PROBLEM DETAILS> Each line from the opening of the listing below through the line that contains "or input constraint." is to be output exactly as written.

GIVEN ENTRIES>
============

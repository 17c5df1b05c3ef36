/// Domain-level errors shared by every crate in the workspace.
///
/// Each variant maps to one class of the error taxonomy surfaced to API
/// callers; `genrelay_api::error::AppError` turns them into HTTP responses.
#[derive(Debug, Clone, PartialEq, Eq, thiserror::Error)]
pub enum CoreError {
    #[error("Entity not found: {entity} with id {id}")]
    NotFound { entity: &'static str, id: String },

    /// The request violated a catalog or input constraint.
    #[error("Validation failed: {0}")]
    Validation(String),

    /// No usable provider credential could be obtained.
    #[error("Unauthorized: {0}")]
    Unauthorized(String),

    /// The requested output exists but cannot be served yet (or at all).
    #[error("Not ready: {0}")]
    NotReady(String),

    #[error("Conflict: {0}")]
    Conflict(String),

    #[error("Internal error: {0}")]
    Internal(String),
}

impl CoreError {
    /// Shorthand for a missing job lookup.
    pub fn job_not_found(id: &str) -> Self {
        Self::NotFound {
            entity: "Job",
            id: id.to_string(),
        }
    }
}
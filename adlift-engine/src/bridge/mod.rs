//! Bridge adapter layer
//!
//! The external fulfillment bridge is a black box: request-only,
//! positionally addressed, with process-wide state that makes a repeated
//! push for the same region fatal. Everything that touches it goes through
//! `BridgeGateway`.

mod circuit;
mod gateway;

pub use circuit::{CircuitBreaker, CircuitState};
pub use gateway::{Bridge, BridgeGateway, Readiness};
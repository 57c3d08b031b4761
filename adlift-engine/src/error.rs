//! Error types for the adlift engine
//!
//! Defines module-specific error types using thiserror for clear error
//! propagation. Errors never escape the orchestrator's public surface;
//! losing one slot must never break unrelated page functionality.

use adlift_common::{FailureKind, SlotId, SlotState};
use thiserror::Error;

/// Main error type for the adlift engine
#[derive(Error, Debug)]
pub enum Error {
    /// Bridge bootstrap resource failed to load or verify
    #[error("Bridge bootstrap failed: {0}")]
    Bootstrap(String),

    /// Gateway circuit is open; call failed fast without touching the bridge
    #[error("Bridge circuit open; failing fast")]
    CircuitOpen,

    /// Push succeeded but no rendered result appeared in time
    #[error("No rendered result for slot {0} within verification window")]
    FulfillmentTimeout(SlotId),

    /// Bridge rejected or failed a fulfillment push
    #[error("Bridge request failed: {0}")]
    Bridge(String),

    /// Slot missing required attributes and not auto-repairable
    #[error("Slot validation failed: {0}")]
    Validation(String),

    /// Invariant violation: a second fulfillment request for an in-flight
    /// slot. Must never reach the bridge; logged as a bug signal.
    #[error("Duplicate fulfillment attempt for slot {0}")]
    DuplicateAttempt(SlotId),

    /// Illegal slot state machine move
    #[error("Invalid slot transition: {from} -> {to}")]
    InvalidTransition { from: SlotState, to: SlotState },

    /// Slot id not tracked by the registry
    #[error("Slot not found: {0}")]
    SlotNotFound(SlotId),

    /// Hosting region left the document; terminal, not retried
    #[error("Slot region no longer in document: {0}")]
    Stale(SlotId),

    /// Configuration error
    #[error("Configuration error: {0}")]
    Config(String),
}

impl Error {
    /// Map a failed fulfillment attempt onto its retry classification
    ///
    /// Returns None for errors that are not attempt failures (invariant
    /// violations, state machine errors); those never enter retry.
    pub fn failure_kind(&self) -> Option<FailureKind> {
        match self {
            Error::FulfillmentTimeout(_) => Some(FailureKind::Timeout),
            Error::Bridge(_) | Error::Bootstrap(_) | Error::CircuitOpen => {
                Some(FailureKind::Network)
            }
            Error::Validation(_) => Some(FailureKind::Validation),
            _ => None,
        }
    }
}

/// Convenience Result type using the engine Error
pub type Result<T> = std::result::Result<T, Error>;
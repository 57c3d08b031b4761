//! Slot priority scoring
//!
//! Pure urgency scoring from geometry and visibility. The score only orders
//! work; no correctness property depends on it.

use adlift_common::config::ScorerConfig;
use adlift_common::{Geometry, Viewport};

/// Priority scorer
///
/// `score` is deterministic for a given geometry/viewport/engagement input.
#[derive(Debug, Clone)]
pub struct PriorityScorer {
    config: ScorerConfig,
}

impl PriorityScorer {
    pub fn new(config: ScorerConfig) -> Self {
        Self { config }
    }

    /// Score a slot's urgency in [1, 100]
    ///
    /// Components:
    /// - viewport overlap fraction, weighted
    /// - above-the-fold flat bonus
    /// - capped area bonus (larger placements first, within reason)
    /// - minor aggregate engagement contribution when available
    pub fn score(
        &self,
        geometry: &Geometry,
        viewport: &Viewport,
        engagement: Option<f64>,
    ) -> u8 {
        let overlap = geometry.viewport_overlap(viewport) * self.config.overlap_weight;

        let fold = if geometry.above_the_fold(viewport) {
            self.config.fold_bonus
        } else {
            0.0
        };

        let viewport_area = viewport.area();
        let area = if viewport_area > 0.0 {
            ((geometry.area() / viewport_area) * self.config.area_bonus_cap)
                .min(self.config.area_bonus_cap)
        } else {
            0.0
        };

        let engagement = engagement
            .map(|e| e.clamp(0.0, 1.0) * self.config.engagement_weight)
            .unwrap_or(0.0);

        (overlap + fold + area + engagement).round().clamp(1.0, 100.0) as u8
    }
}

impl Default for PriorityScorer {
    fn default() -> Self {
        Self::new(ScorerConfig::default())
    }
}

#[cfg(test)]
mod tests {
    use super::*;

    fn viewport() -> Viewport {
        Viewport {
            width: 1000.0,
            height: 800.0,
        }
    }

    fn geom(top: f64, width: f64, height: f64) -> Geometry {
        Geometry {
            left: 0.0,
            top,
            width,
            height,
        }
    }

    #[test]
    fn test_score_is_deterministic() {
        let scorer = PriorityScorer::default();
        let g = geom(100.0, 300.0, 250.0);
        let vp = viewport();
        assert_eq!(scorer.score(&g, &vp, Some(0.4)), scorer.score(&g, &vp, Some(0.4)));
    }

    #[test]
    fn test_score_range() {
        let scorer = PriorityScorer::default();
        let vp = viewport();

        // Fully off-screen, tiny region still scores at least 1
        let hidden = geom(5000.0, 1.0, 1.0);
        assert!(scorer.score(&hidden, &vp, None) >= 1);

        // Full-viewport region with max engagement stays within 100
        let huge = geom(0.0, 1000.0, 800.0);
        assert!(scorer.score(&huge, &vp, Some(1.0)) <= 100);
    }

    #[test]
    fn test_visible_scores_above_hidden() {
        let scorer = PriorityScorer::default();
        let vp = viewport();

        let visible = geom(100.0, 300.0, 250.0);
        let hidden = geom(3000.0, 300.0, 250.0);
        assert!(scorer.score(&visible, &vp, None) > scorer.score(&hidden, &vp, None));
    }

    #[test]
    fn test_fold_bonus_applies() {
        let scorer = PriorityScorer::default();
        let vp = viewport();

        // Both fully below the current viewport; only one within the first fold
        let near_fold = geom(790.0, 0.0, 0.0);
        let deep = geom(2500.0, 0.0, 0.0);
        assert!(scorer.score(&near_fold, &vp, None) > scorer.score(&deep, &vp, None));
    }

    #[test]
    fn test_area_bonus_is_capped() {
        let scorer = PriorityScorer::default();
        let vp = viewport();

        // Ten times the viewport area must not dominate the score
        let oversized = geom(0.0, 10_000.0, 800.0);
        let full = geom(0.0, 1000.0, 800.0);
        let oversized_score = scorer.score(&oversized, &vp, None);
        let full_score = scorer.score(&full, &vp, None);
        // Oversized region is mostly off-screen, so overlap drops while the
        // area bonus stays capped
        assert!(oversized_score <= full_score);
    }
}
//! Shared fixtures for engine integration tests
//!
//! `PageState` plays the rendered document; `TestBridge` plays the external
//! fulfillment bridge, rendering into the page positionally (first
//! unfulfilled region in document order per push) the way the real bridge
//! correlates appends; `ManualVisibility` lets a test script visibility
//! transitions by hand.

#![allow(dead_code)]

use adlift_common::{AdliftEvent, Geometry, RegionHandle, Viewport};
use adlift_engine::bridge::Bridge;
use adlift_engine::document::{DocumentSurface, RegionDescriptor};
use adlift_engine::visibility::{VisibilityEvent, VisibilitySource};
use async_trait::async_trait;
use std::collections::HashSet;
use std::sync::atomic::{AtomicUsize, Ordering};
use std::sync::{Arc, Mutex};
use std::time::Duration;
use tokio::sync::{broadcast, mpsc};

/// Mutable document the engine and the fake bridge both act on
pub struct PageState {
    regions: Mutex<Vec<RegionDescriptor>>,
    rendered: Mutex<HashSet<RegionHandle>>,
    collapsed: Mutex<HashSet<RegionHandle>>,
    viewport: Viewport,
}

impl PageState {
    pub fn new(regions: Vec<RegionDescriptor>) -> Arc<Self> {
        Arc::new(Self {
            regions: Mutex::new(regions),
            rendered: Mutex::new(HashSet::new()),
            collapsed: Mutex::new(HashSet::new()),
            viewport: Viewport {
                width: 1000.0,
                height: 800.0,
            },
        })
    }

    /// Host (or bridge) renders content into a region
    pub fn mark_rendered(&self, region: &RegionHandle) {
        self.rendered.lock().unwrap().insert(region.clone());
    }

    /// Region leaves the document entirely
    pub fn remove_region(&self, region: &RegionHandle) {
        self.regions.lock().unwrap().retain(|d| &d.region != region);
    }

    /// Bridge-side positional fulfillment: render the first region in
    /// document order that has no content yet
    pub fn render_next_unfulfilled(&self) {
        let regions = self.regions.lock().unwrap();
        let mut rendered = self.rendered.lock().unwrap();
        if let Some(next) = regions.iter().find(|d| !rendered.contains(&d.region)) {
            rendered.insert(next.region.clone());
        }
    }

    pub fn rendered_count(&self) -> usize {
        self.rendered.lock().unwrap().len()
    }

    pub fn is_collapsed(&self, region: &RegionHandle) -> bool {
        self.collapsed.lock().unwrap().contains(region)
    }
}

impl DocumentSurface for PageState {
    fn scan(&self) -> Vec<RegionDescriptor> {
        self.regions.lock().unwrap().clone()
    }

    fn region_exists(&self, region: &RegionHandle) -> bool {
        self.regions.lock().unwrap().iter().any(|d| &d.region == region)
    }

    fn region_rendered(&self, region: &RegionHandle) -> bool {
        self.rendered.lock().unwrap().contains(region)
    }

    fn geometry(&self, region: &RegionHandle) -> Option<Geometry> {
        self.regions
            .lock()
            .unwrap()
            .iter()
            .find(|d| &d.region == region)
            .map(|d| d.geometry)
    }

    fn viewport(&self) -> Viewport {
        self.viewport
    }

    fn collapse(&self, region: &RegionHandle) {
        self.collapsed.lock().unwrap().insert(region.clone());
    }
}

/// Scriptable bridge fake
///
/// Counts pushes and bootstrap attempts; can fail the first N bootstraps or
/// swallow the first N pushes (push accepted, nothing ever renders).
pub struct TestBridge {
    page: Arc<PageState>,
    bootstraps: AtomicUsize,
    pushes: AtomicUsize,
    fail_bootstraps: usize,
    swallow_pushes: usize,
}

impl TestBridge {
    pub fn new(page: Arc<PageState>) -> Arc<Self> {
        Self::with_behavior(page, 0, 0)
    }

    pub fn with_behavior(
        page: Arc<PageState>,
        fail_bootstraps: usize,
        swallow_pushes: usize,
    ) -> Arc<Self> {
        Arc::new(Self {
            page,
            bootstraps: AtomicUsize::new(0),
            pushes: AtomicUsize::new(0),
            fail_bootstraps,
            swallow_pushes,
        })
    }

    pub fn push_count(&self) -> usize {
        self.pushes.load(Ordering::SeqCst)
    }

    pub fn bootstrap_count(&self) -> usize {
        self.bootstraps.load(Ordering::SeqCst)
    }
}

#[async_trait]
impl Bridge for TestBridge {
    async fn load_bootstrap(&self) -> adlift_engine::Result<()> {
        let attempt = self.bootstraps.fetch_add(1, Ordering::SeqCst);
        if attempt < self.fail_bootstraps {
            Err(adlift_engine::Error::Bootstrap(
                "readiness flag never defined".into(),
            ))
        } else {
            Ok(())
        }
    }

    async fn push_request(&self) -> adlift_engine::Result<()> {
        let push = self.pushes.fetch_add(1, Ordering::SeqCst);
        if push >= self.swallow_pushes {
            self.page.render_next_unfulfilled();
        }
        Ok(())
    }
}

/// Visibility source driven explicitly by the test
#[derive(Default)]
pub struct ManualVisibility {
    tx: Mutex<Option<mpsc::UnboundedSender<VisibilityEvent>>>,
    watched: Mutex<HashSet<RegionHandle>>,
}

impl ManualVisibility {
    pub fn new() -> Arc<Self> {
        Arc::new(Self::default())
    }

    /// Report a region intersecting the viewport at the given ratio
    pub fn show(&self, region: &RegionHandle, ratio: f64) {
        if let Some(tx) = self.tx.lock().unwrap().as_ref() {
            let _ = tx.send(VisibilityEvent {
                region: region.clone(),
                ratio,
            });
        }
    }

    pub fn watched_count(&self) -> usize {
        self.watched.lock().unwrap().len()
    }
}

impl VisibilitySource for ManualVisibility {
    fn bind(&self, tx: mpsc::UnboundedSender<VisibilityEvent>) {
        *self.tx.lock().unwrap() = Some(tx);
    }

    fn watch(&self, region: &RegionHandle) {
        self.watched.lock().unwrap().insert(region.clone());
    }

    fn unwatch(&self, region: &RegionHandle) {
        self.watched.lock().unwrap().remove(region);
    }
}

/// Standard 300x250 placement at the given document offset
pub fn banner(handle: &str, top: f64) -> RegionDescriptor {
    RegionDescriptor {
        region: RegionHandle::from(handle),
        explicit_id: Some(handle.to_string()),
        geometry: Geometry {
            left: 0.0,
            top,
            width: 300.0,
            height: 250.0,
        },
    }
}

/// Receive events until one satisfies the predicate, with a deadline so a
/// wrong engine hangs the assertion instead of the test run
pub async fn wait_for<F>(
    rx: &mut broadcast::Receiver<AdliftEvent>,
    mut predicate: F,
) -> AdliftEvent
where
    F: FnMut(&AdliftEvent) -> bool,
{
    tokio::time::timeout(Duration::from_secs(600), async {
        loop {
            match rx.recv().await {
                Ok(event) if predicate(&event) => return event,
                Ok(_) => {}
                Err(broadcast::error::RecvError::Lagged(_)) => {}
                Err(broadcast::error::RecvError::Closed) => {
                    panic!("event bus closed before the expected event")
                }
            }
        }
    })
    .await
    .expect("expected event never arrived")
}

============

WRITTEN ANSWER>
repository 17c5df1b05c3ef36
/// Domain-level errors shared by every crate in the workspace.
///
/// Each variant maps to one class of the error taxonomy surfaced to API
/// callers; `genrelay_api::error::AppError` turns them into HTTP responses.
#[derive(Debug, Clone, PartialEq, Eq, thiserror::Error)]
pub enum CoreError {
    #[error("Entity not found: {entity} with id {id}")]
    NotFound { entity: &'static str, id: String },

    /// The request violated a catalog or input constraint.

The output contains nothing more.